#### BRIEF:
Return the lines below that contain the word "Mean".
━━━━━━━━━━
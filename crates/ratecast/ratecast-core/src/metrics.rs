//! Forecast accuracy metrics
//!
//! Holdout scores used to compare the baseline and challenger models.

/// Mean Absolute Error (MAE)
///
/// Average of absolute differences between forecasts and realized values.
/// NaN when the slices differ in length or are empty.
pub fn mae(actual: &[f64], predicted: &[f64]) -> f64 {
    if actual.len() != predicted.len() || actual.is_empty() {
        return f64::NAN;
    }

    let sum: f64 = actual
        .iter()
        .zip(predicted.iter())
        .map(|(a, p)| (a - p).abs())
        .sum();

    sum / actual.len() as f64
}

/// Mean Squared Error (MSE)
pub fn mse(actual: &[f64], predicted: &[f64]) -> f64 {
    if actual.len() != predicted.len() || actual.is_empty() {
        return f64::NAN;
    }

    let sum: f64 = actual
        .iter()
        .zip(predicted.iter())
        .map(|(a, p)| (a - p).powi(2))
        .sum();

    sum / actual.len() as f64
}

/// Root Mean Squared Error (RMSE), on the scale of the data.
pub fn rmse(actual: &[f64], predicted: &[f64]) -> f64 {
    mse(actual, predicted).sqrt()
}

#[cfg(test)]
mod tests {
    use super::*;

    #[test]
    fn test_perfect_forecast() {
        let actual = [1.0, 2.0, 3.0];
        assert_eq!(mae(&actual, &actual), 0.0);
        assert_eq!(rmse(&actual, &actual), 0.0);
    }

    #[test]
    fn test_known_values() {
        let actual = [1.0, 2.0, 3.0, 4.0];
        let predicted = [2.0, 2.0, 3.0, 2.0];
        assert!((mae(&actual, &predicted) - 0.75).abs() < 1e-12);
        assert!((mse(&actual, &predicted) - 1.25).abs() < 1e-12);
        assert!((rmse(&actual, &predicted) - 1.25f64.sqrt()).abs() < 1e-12);
    }

    #[test]
    fn test_mismatched_lengths() {
        assert!(rmse(&[1.0, 2.0], &[1.0]).is_nan());
        assert!(mae(&[], &[]).is_nan());
    }
}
━━━━━━━━━━
#### ANSWER AREA:
/// Mean Absolute Error (MAE)
/// Mean Squared Error (MSE)
/// Root Mean Squared Error (RMSE), on the scale of the data.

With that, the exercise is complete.